Burnunuzdan 4 saniyede nefes alın. Nefesi 2 saniye tutun. Ağzınızdan 6 saniyede yavaşça verin. Bu tarz “4-2-6” nefes egzersizi, parasempatik sinir sistemini devreye sokar, kalp atışını yavaşlatır ve beyne “tehlike yok” sinyali gönderir.
Zihninizi bedensel belirtilerden uzaklaştırmak için dikkat dağıtıcı teknikler etkili olabilir.
- 5 şey gör
- 4 şeye dokun
- 3 ses duy
- 2 koku fark et
- 1 tat hisset
Bu teknik, beynin farkındalık (mindfulness) ve şimdiki anla bağlantı kurma becerisini artırır.
Panik atağı durdurmaya çalışmak genellikle kaygıyı artırır. Bunun yerine, bedensel duyumları gözlemleyerek “dalgaların geçmesini” beklemek daha işlevseldir.
Kendi kendinize şunu diyebilirsiniz:
“Kalbim hızlı atıyor ama kalbim güçlü. Bu bir alarm, ama yanlış çalıyor.”
Eğer ayakta duruyorsanız, oturmak bedeninize güvenli bir alan hissi verir.

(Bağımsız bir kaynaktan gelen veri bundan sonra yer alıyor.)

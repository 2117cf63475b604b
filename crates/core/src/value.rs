//! Host value model
//!
//! The engine never reflects over host objects. Every host-object family exposes its
//! members through the [`HostObject`] capability trait, and the engine only ever sees
//! [`Value`]s: primitives by value, composites as shared [`ObjectRef`] handles.

use crate::error::{GraphError, Result};
use std::fmt;
use std::ops::Deref;
use std::sync::Arc;

/// Result of reading a single member
///
/// A member whose accessor throws yields `Err(GraphError::MemberAccessDenied)` without
/// failing the enumeration it belongs to.
pub type Member = Result<Value>;

/// Runtime category of a host object
#[derive(Debug, Clone, Copy, PartialEq, Eq, Hash)]
pub enum ObjectKind {
    /// Plain keyed container
    Plain,
    /// Index-keyed container
    Array,
    /// Callable, never serializable
    Function,
    /// Opaque host resource (window handle, socket, DOM node...)
    Handle,
    /// Fixed-size binary buffer view
    BufferView,
}

impl ObjectKind {
    /// Name used in `[object Kind]` type tags
    pub fn tag_name(&self) -> &'static str {
        match self {
            ObjectKind::Plain => "Object",
            ObjectKind::Array => "Array",
            ObjectKind::Function => "Function",
            ObjectKind::Handle => "Handle",
            ObjectKind::BufferView => "Uint8Array",
        }
    }

    /// Whether values of this kind can ever be cloned or canonicalized
    pub fn is_opaque(&self) -> bool {
        matches!(self, ObjectKind::Function | ObjectKind::Handle)
    }
}

impl fmt::Display for ObjectKind {
    fn fmt(&self, f: &mut fmt::Formatter<'_>) -> fmt::Result {
        f.write_str(self.tag_name())
    }
}

/// Capability interface implemented by each host-object family
pub trait HostObject: Send + Sync {
    /// Runtime category of this object
    fn kind(&self) -> ObjectKind;

    /// Own and inherited enumerable members, in enumeration order
    ///
    /// Never fails as a whole; individual members may carry an access error.
    fn members(&self) -> Vec<(String, Member)>;

    /// Read a single member, `None` when absent
    fn get(&self, key: &str) -> Option<Member> {
        self.members()
            .into_iter()
            .find(|(name, _)| name == key)
            .map(|(_, member)| member)
    }

    /// Assign a member
    fn set(&self, _key: &str, _value: Value) -> Result<()> {
        Err(GraphError::Unsupported {
            kind: self.kind().to_string(),
            operation: "set",
        })
    }

    /// Delete a member, returning the previous value
    fn remove(&self, _key: &str) -> Result<Option<Value>> {
        Err(GraphError::Unsupported {
            kind: self.kind().to_string(),
            operation: "remove",
        })
    }

    /// Raw contents of a buffer view
    fn bytes(&self) -> Option<Vec<u8>> {
        None
    }

    /// Display label for opaque objects (function or handle name)
    fn label(&self) -> Option<String> {
        None
    }
}

/// Identity of a host object
///
/// Derived from the allocation address. Only meaningful while some handle keeps the
/// object alive, which the snapshot guarantees by holding every visited node.
#[derive(Debug, Clone, Copy, PartialEq, Eq, Hash, PartialOrd, Ord)]
pub struct ObjectId(usize);

impl fmt::Display for ObjectId {
    fn fmt(&self, f: &mut fmt::Formatter<'_>) -> fmt::Result {
        write!(f, "{:#x}", self.0)
    }
}

/// Shared handle to a host object
#[derive(Clone)]
pub struct ObjectRef(Arc<dyn HostObject>);

impl ObjectRef {
    /// Wrap a host object
    pub fn new<T: HostObject + 'static>(object: T) -> Self {
        Self(Arc::new(object))
    }

    /// Wrap an already shared host object
    pub fn from_arc(object: Arc<dyn HostObject>) -> Self {
        Self(object)
    }

    /// Reference identity of the underlying object
    pub fn id(&self) -> ObjectId {
        ObjectId(Arc::as_ptr(&self.0) as *const () as usize)
    }

    /// True when both handles point at the same object
    pub fn ptr_eq(&self, other: &ObjectRef) -> bool {
        self.id() == other.id()
    }
}

impl Deref for ObjectRef {
    type Target = dyn HostObject;

    fn deref(&self) -> &Self::Target {
        self.0.as_ref()
    }
}

// Graphs are cyclic, so Debug must never descend into members.
impl fmt::Debug for ObjectRef {
    fn fmt(&self, f: &mut fmt::Formatter<'_>) -> fmt::Result {
        write!(f, "ObjectRef({} @ {})", self.kind(), self.id())
    }
}

/// A value observed in the host graph
#[derive(Debug, Clone)]
pub enum Value {
    Undefined,
    Null,
    Bool(bool),
    Number(f64),
    String(String),
    Object(ObjectRef),
}

impl Value {
    /// Everything except objects is a primitive, including `Null` and the empty string
    pub fn is_primitive(&self) -> bool {
        !matches!(self, Value::Object(_))
    }

    /// Composite counterpart of [`Value::is_primitive`]
    pub fn is_composite(&self) -> bool {
        !self.is_primitive()
    }

    pub fn as_object(&self) -> Option<&ObjectRef> {
        match self {
            Value::Object(object) => Some(object),
            _ => None,
        }
    }

    pub fn as_str(&self) -> Option<&str> {
        match self {
            Value::String(s) => Some(s.as_str()),
            _ => None,
        }
    }

    pub fn as_number(&self) -> Option<f64> {
        match self {
            Value::Number(n) => Some(*n),
            _ => None,
        }
    }

    /// Identity of composite values, `None` for primitives
    pub fn identity(&self) -> Option<ObjectId> {
        self.as_object().map(ObjectRef::id)
    }

    /// Runtime category, `None` for primitives
    pub fn object_kind(&self) -> Option<ObjectKind> {
        self.as_object().map(|object| object.kind())
    }

    /// Read a member of a composite value; primitives have no members
    pub fn get(&self, key: &str) -> Option<Member> {
        self.as_object().and_then(|object| object.get(key))
    }

    /// Enumerate members of a composite value; primitives yield nothing
    pub fn members(&self) -> Vec<(String, Member)> {
        self.as_object()
            .map(|object| object.members())
            .unwrap_or_default()
    }

    /// Strict equality: primitives by value (`NaN` is never equal), objects by identity
    pub fn strict_eq(&self, other: &Value) -> bool {
        match (self, other) {
            (Value::Undefined, Value::Undefined) => true,
            (Value::Null, Value::Null) => true,
            (Value::Bool(a), Value::Bool(b)) => a == b,
            (Value::Number(a), Value::Number(b)) => a == b,
            (Value::String(a), Value::String(b)) => a == b,
            (Value::Object(a), Value::Object(b)) => a.ptr_eq(b),
            _ => false,
        }
    }

    /// `[object Kind]` style type tag
    pub fn type_tag(&self) -> String {
        let name = match self {
            Value::Undefined => "Undefined",
            Value::Null => "Null",
            Value::Bool(_) => "Boolean",
            Value::Number(_) => "Number",
            Value::String(_) => "String",
            Value::Object(object) => object.kind().tag_name(),
        };
        format!("[object {}]", name)
    }
}

/// Render a number, dropping the fraction of integral values
pub fn format_number(n: f64) -> String {
    if n.is_nan() {
        "NaN".to_string()
    } else if n.is_infinite() {
        let sign = if n > 0.0 { "" } else { "-" };
        format!("{}Infinity", sign)
    } else if n == 0.0 {
        // Covers negative zero
        "0".to_string()
    } else {
        format!("{}", n)
    }
}

impl fmt::Display for Value {
    fn fmt(&self, f: &mut fmt::Formatter<'_>) -> fmt::Result {
        match self {
            Value::Undefined => f.write_str("undefined"),
            Value::Null => f.write_str("null"),
            Value::Bool(b) => write!(f, "{}", b),
            Value::Number(n) => f.write_str(&format_number(*n)),
            Value::String(s) => write!(f, "{:?}", s),
            Value::Object(object) => match object.label() {
                Some(label) => write!(f, "[{} {}]", object.kind().tag_name().to_lowercase(), label),
                None => write!(f, "[object {}]", object.kind().tag_name()),
            },
        }
    }
}

impl From<bool> for Value {
    fn from(b: bool) -> Self {
        Value::Bool(b)
    }
}

impl From<f64> for Value {
    fn from(n: f64) -> Self {
        Value::Number(n)
    }
}

impl From<i64> for Value {
    fn from(n: i64) -> Self {
        Value::Number(n as f64)
    }
}

impl From<i32> for Value {
    fn from(n: i32) -> Self {
        Value::Number(n as f64)
    }
}

impl From<&str> for Value {
    fn from(s: &str) -> Self {
        Value::String(s.to_string())
    }
}

impl From<String> for Value {
    fn from(s: String) -> Self {
        Value::String(s)
    }
}

impl From<ObjectRef> for Value {
    fn from(object: ObjectRef) -> Self {
        Value::Object(object)
    }
}
//! Host graphs from JSON documents
//!
//! Plain JSON cannot express aliasing, cycles or opaque members, so single-key objects
//! whose key starts with `$` are read as directives:
//!
//! | directive | produces |
//! |-----------|----------|
//! | `{"$ref": "a.b"}` | the object found at `a.b` (aliases and cycles) |
//! | `{"$fn": "name"}` | an opaque function |
//! | `{"$handle": "name"}` | an opaque host handle |
//! | `{"$buffer": [1, 2]}` | a binary buffer view |
//! | `{"$denied": true}` | a member whose access throws |
//!
//! References are linked after the whole document is built, so they may point forward,
//! backward, or at an ancestor.

use crate::error::{GraphError, Result};
use crate::path::{resolve, ObjectPath};
use crate::record::Record;
use crate::value::{ObjectRef, Value};
use serde_json::Value as Json;
use std::sync::Arc;

/// A `$ref` waiting to be linked
struct PendingRef {
    owner: Arc<Record>,
    key: String,
    target: ObjectPath,
}

enum Built {
    Value(Value),
    Ref(ObjectPath),
    Denied,
}

fn directive(map: &serde_json::Map<String, Json>) -> Option<(&str, &Json)> {
    if map.len() != 1 {
        return None;
    }
    let (key, value) = map.iter().next()?;
    key.starts_with('$').then_some((key.as_str(), value))
}

fn invalid(msg: impl Into<String>) -> GraphError {
    GraphError::InvalidGraph(msg.into())
}

fn build(doc: &Json, pending: &mut Vec<PendingRef>) -> Result<Built> {
    let value = match doc {
        Json::Null => Value::Null,
        Json::Bool(b) => Value::Bool(*b),
        Json::Number(n) => Value::Number(n.as_f64().unwrap_or(f64::NAN)),
        Json::String(s) => Value::String(s.clone()),
        Json::Array(items) => {
            let record = Arc::new(Record::array());
            for (i, item) in items.iter().enumerate() {
                attach(&record, i.to_string(), build(item, pending)?, pending);
            }
            Value::Object(ObjectRef::from_arc(record))
        }
        Json::Object(map) => match directive(map) {
            Some(("$ref", Json::String(path))) => return Ok(Built::Ref(path.parse()?)),
            Some(("$fn", Json::String(name))) => Record::function(name.clone()).into_value(),
            Some(("$handle", Json::String(name))) => Record::handle(name.clone()).into_value(),
            Some(("$buffer", Json::Array(bytes))) => {
                let bytes = bytes
                    .iter()
                    .map(|b| {
                        b.as_u64()
                            .and_then(|b| u8::try_from(b).ok())
                            .ok_or_else(|| invalid(format!("buffer byte out of range: {}", b)))
                    })
                    .collect::<Result<Vec<u8>>>()?;
                Record::buffer(bytes).into_value()
            }
            Some(("$denied", Json::Bool(true))) => return Ok(Built::Denied),
            Some((name, _)) => return Err(invalid(format!("malformed directive {}", name))),
            None => {
                let record = Arc::new(Record::object());
                for (key, item) in map {
                    attach(&record, key.clone(), build(item, pending)?, pending);
                }
                Value::Object(ObjectRef::from_arc(record))
            }
        },
    };
    Ok(Built::Value(value))
}

fn attach(owner: &Arc<Record>, key: String, built: Built, pending: &mut Vec<PendingRef>) {
    match built {
        Built::Value(value) => owner.insert(key, value),
        Built::Denied => owner.deny(key),
        Built::Ref(target) => {
            // Reserve the enumeration slot now; linking fills it in.
            owner.insert(key.clone(), Value::Undefined);
            pending.push(PendingRef {
                owner: Arc::clone(owner),
                key,
                target,
            });
        }
    }
}

/// Build a host graph from a JSON document
///
/// References may go through other references; linking repeats until every reference
/// resolves, and fails with `InvalidGraph` when some never do.
pub fn load_graph(doc: &Json) -> Result<Value> {
    let mut pending = Vec::new();
    let root = match build(doc, &mut pending)? {
        Built::Value(value) => value,
        Built::Ref(_) | Built::Denied => return Err(invalid("root cannot be a directive")),
    };

    while !pending.is_empty() {
        let before = pending.len();
        let mut unresolved = Vec::new();
        for link in pending {
            match resolve(&root, &link.target) {
                Ok(target) if !matches!(target, Value::Undefined) => {
                    link.owner.insert(link.key, target)
                }
                _ => unresolved.push(link),
            }
        }
        if unresolved.len() == before {
            let targets: Vec<String> = unresolved.iter().map(|l| l.target.to_string()).collect();
            return Err(invalid(format!("unresolvable $ref: {}", targets.join(", "))));
        }
        pending = unresolved;
    }

    Ok(root)
}

/// Parse a JSON document and build its host graph
pub fn load_graph_str(text: &str) -> anyhow::Result<Value> {
    let doc: Json = serde_json::from_str(text)?;
    Ok(load_graph(&doc)?)
}

/// Plain JSON for a value that is wholly serializable
pub fn to_json(value: &Value) -> Result<Json> {
    let text = crate::canonical::stringify(value)?;
    if matches!(value, Value::Undefined) {
        return Ok(Json::Null);
    }
    serde_json::from_str(&text).map_err(|e| GraphError::not_serializable(e.to_string()))
}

Ancak bazı kişilerde hafif tempolu yürüyüş yapmak veya kol/bacakları hareket ettirmek kaygıyı regüle etmek için işe yarayabilir.
Araştırmalar, kendine şefkatli iç konuşmanın stres yanıtını düşürdüğünü gösteriyor.
“Bu zor bir an, ama bu duygular geçecek. Yalnız değilim.”
Bu tür cümleler, beyin kimyasını düzenleyici etki yaratabilir.
Zihninizde şöyle bir ayrım kurmak önemlidir:
- “Ben bu duyguları yaşıyorum ama bu duygular ben değilim.”
Duygu ile kimlik arasında sınır koymak, panik atağın sizi ele geçirmesini önlemeye yardımcı olur.
Eğer panik ataklarınız sıklaşıyor, sosyal yaşamınızı ya da işlevselliğinizi etkiliyorsa, bir ruh sağlığı uzmanından destek almak önemlidir. Bilişsel Davranışçı Terapi (BDT), panik bozukluk tedavisinde bilimsel olarak en çok desteklenen yöntemlerden biridir. Gerekirse psikiyatrist önerisiyle farmakolojik destek de sürece dahil edilebilir.